Nolan, who was addressing an audience of more than 600 CIOs, senior IT executives and technology industry experts, also stressed that IT managers must play an active role in board meetings. The Society of Information Managements SIMposium conference acts as a forum for high-level technologists to discuss business issues related to the management of IT and to identify industry best practices. SIM, founded by CIOs, has 30 chapters in the United States and more than 3,000 members.

In a recent survey by consulting group AT Kearney Inc., 93 percent of CEOs believe IT is strategic, Nolan said. Yet, few will admit they know how to exploit information technology to streamline their businesses. Nolan used his keynote to introduce the idea of adding an IT oversight committee to corporate boards of directors. The committee, he said, would oversee major IT-related projects and technology architecture decisions.
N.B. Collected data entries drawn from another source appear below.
use std::{fs, path::Path};

use anyhow::Context as _;
use fightlog_analysis::{corpus::FightCorpus, feature::FeatureMatrix};

/// Load the corpus, reporting progress and skipped files to stderr.
pub(crate) fn load_corpus(root: &Path) -> anyhow::Result<FightCorpus> {
    eprintln!("Scanning {} for fight records...", root.display());
    let corpus = FightCorpus::load(root)
        .with_context(|| format!("Failed to scan corpus root {}", root.display()))?;
    eprintln!(
        "Loaded {} fight records ({} files skipped)",
        corpus.len(),
        corpus.skipped.len()
    );
    for skipped in &corpus.skipped {
        eprintln!("  skipping {}: {}", skipped.path.display(), skipped.reason);
    }
    Ok(corpus)
}

/// Load the corpus and flatten it into a feature matrix.
///
/// Fails if the corpus contains no parseable record, since every analysis
/// command needs at least one row.
pub(crate) fn load_matrix(root: &Path) -> anyhow::Result<(FightCorpus, FeatureMatrix)> {
    let corpus = load_corpus(root)?;
    anyhow::ensure!(
        !corpus.is_empty(),
        "no parseable fight records under {}",
        root.display()
    );
    let matrix = FeatureMatrix::from_corpus(&corpus);
    Ok((corpus, matrix))
}

/// Write a text file, creating parent directories as needed.
pub(crate) fn write_text_file(path: &Path, content: &str) -> anyhow::Result<()> {
    if let Some(parent) = path.parent() {
        if !parent.as_os_str().is_empty() {
            fs::create_dir_all(parent)
                .with_context(|| format!("Failed to create directory {}", parent.display()))?;
        }
    }
    fs::write(path, content).with_context(|| format!("Failed to write {}", path.display()))
}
Organizations such as FedEx Corp. in Memphis, Tenn., Mellon Bank Corp. in Pittsburgh, Pa., and AMP Ltd. in Sydney, Australia, all have IT oversight committees in place. At FedEx, for example, the board of directors has four committees: audit, compensation, nomination and governance, and IT oversight. The point of such a structure, Nolan said, is for CIOs to engage in conversation with senior managers and the board of directors.

“CEOs can no longer say, I leave IT to my geeks or to my technical guy because thats a dangerous situation,” Nolan said. “As the organization moves from hard boundaries to permeable ones, emerging concepts are enabled by technology. CEOs and boards need to be accountable to ensure the proper mechanisms are in place to transform companies as we go forward in the next 40 years.”

CIOs attending the SIMposium agreed with Nolan. Doreen Wright, CIO at Campbell Soup Co., said that CIOs need to enhance their corporate leadership roles in order for IT to be more agile and responsive to business needs. And Mitchell Habib, CIO of GE Medical Systems, a Waukesha, Wisc.-based unit of General Electric Co., said he too challenges his colleagues to think outside of the computer room.

“We work in the computer room and in the board room because we get paid to make the right decisions,” he said. “Getting there is not the destination, its only the beginning.”